Material for the task below:

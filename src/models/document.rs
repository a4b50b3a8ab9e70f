//! Document Model
//!
//! The opaque JSON object the daemon caches.

use serde::{Deserialize, Serialize};
use serde_json::Value;
use uuid::Uuid;

use crate::cache::{CacheKey, Cacheable, TypeTag};

/// A JSON body tagged with its identity and cache target type.
#[derive(Debug, Clone, PartialEq, Serialize, Deserialize)]
pub struct Document {
    pub key: Uuid,
    #[serde(rename = "type")]
    pub kind: TypeTag,
    #[serde(default)]
    pub body: Value,
}

impl Document {
    pub fn new(key: Uuid, kind: impl Into<TypeTag>, body: Value) -> Self {
        Self {
            key,
            kind: kind.into(),
            body,
        }
    }
}

impl Cacheable for Document {
    fn cache_key(&self) -> CacheKey {
        self.key
    }

    fn type_tag(&self) -> TypeTag {
        self.kind.clone()
    }
}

End of Material for the task.

[Goal of the exercise]
The result should be every line that contains "Deserialize", copied from the entries.

[Task result]
use serde::{Deserialize, Serialize};
#[derive(Debug, Clone, PartialEq, Serialize, Deserialize)]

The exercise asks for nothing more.